Set down exactly the entries below, beginning at their first line and ending at the line with "pub async fn take(&self)".
_ _ _
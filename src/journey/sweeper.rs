//! Background sweep of timed-out journeys.
//!
//! The sweep is an explicit task owned by the host: spawn it, keep the
//! handle, call [`SweeperHandle::shutdown`] to stop it.

use super::{JourneyStateTracker, UserJourneyDocument};
use crate::bot::BotScorer;
use async_trait::async_trait;
use std::sync::Arc;
use std::time::Duration;
use tokio::sync::{oneshot, Mutex};
use tokio::task::JoinHandle;
use tokio::time::{interval, MissedTickBehavior};
use tracing::{debug, info, warn};

/// Destination for finalized journeys.
#[async_trait]
pub trait JourneySink: Send + Sync {
    async fn persist(&self, journey: &UserJourneyDocument) -> anyhow::Result<()>;
}

/// Sink that keeps finalized journeys in memory.
#[derive(Debug, Default)]
pub struct CollectingSink {
    journeys: Mutex<Vec<UserJourneyDocument>>,
}

impl CollectingSink {
    pub fn new() -> Self {
        Self::default()
    }

    pub async fn journeys(&self) -> Vec<UserJourneyDocument> {
        self.journeys.lock().await.clone()
    }

    pub async fn take(&self) -> Vec<UserJourneyDocument> {
        std::mem::take(&mut *self.journeys.lock().await)
    }
}

#[async_trait]
impl JourneySink for CollectingSink {
    async fn persist(&self, journey: &UserJourneyDocument) -> anyhow::Result<()> {
        self.journeys.lock().await.push(journey.clone());
        Ok(())
    }
}

/// Completes idle journeys and trims bot history on an interval.
pub struct JourneySweeper {
    tracker: Arc<JourneyStateTracker>,
    bot_scorer: Option<Arc<BotScorer>>,
    sink: Arc<dyn JourneySink>,
    period: Duration,
}

impl JourneySweeper {
    pub fn new(tracker: Arc<JourneyStateTracker>, sink: Arc<dyn JourneySink>) -> Self {
        let period = Duration::from_secs(tracker.config().sweep_interval_seconds.max(1));
        Self {
            tracker,
            bot_scorer: None,
            sink,
            period,
        }
    }

    /// Also run bot history cleanup on every sweep.
    pub fn with_bot_scorer(mut self, scorer: Arc<BotScorer>) -> Self {
        self.bot_scorer = Some(scorer);
        self
    }

    pub fn with_period(mut self, period: Duration) -> Self {
        self.period = period;
        self
    }

    /// Run one sweep. Returns the number of journeys completed.
    pub async fn sweep_once(&self) -> usize {
        let completed = self.tracker.sweep_timeouts();
        for journey in &completed {
            if let Err(e) = self.sink.persist(journey).await {
                warn!(journey_id = %journey.journey_id, error = %e, "Failed to persist timed-out journey");
            }
        }

        if let Some(scorer) = &self.bot_scorer {
            scorer.cleanup(self.tracker.clock().now());
        }

        debug!(completed = completed.len(), live = self.tracker.active_count(), "Sweep complete");
        completed.len()
    }

    /// Spawn the sweep loop on the current runtime.
    pub fn spawn(self) -> SweeperHandle {
        let (shutdown_tx, mut shutdown_rx) = oneshot::channel::<()>();

        let join = tokio::spawn(async move {
            let mut ticker = interval(self.period);
            ticker.set_missed_tick_behavior(MissedTickBehavior::Skip);
            // The first tick completes immediately
            ticker.tick().await;

            info!(period_secs = self.period.as_secs(), "Journey sweeper started");
            loop {
                tokio::select! {
                    _ = ticker.tick() => {
                        self.sweep_once().await;
                    }
                    _ = &mut shutdown_rx => {
                        info!("Journey sweeper stopping");
                        break;
                    }
                }
            }
        });

        SweeperHandle {
            shutdown: Some(shutdown_tx),
            join,
        }
    }
}

/// Handle to a running sweeper.
pub struct SweeperHandle {
    shutdown: Option<oneshot::Sender<()>>,
    join: JoinHandle<()>,
}

impl SweeperHandle {
    /// Stop the sweep loop and wait for it to exit.
    pub async fn shutdown(mut self) {
        if let Some(tx) = self.shutdown.take() {
            let _ = tx.send(());
        }
        if let Err(e) = (&mut self.join).await {
            warn!(error = %e, "Journey sweeper task failed");
        }
    }
}

#[cfg(test)]
mod tests {
    use super::*;
    use crate::clock::ManualClock;
    use crate::config::JourneyConfig;
    use crate::journey::{InMemoryJourneyStore, OutcomeType, PageView};
    use crate::source::SourceClassifier;
    use chrono::{DateTime, Utc};

    fn setup() -> (Arc<JourneyStateTracker>, Arc<ManualClock>) {
        let start: DateTime<Utc> = "2024-05-01T10:00:00Z".parse().unwrap();
        let clock = Arc::new(ManualClock::new(start));
        let tracker = JourneyStateTracker::new(
            JourneyConfig::default(),
            Arc::new(SourceClassifier::with_defaults()),
            Arc::new(InMemoryJourneyStore::new()),
            clock.clone(),
        );
        (Arc::new(tracker), clock)
    }

    #[tokio::test]
    async fn test_sweep_once_persists() {
        let (tracker, clock) = setup();
        tracker.start_journey("u1", "s1", &PageView::new("https://example.com/pricing"));
        clock.advance(chrono::Duration::minutes(31));

        let sink = Arc::new(CollectingSink::new());
        let sweeper = JourneySweeper::new(tracker.clone(), sink.clone());
        assert_eq!(sweeper.sweep_once().await, 1);
        assert_eq!(sweeper.sweep_once().await, 0);

        let journeys = sink.journeys().await;
        assert_eq!(journeys.len(), 1);
        assert_eq!(journeys[0].outcome.exit_reason.as_deref(), Some("timeout"));
        assert_eq!(journeys[0].outcome.outcome_type, OutcomeType::Exit);
    }

    #[tokio::test(start_paused = true)]
    async fn test_spawned_sweeper_runs_and_stops() {
        let (tracker, clock) = setup();
        tracker.start_journey("u1", "s1", &PageView::new("https://example.com/"));
        clock.advance(chrono::Duration::hours(1));

        let sink = Arc::new(CollectingSink::new());
        let scorer = Arc::new(BotScorer::with_defaults());
        let handle = JourneySweeper::new(tracker.clone(), sink.clone())
            .with_bot_scorer(scorer)
            .with_period(Duration::from_secs(5))
            .spawn();

        tokio::time::sleep(Duration::from_secs(12)).await;
        handle.shutdown().await;

        assert_eq!(sink.take().await.len(), 1);
        assert_eq!(tracker.active_count(), 0);
    }
}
_ _ _
* **Result of the exercise**
filename src/journey/sweeper.rs
//! Background sweep of timed-out journeys.
//!
//! The sweep is an explicit task owned by the host: spawn it, keep the
//! handle, call [`SweeperHandle::shutdown`] to stop it.

use super::{JourneyStateTracker, UserJourneyDocument};
use crate::bot::BotScorer;
use async_trait::async_trait;
use std::sync::Arc;
use std::time::Duration;
use tokio::sync::{oneshot, Mutex};
use tokio::task::JoinHandle;
use tokio::time::{interval, MissedTickBehavior};
use tracing::{debug, info, warn};

/// Destination for finalized journeys.
#[async_trait]
pub trait JourneySink: Send + Sync {
    async fn persist(&self, journey: &UserJourneyDocument) -> anyhow::Result<()>;
}

/// Sink that keeps finalized journeys in memory.
#[derive(Debug, Default)]
pub struct CollectingSink {
    journeys: Mutex<Vec<UserJourneyDocument>>,
}

impl CollectingSink {
    pub fn new() -> Self {
        Self::default()
    }

    pub async fn journeys(&self) -> Vec<UserJourneyDocument> {
        self.journeys.lock().await.clone()
    }

    pub async fn take(&self) -> Vec<UserJourneyDocument> {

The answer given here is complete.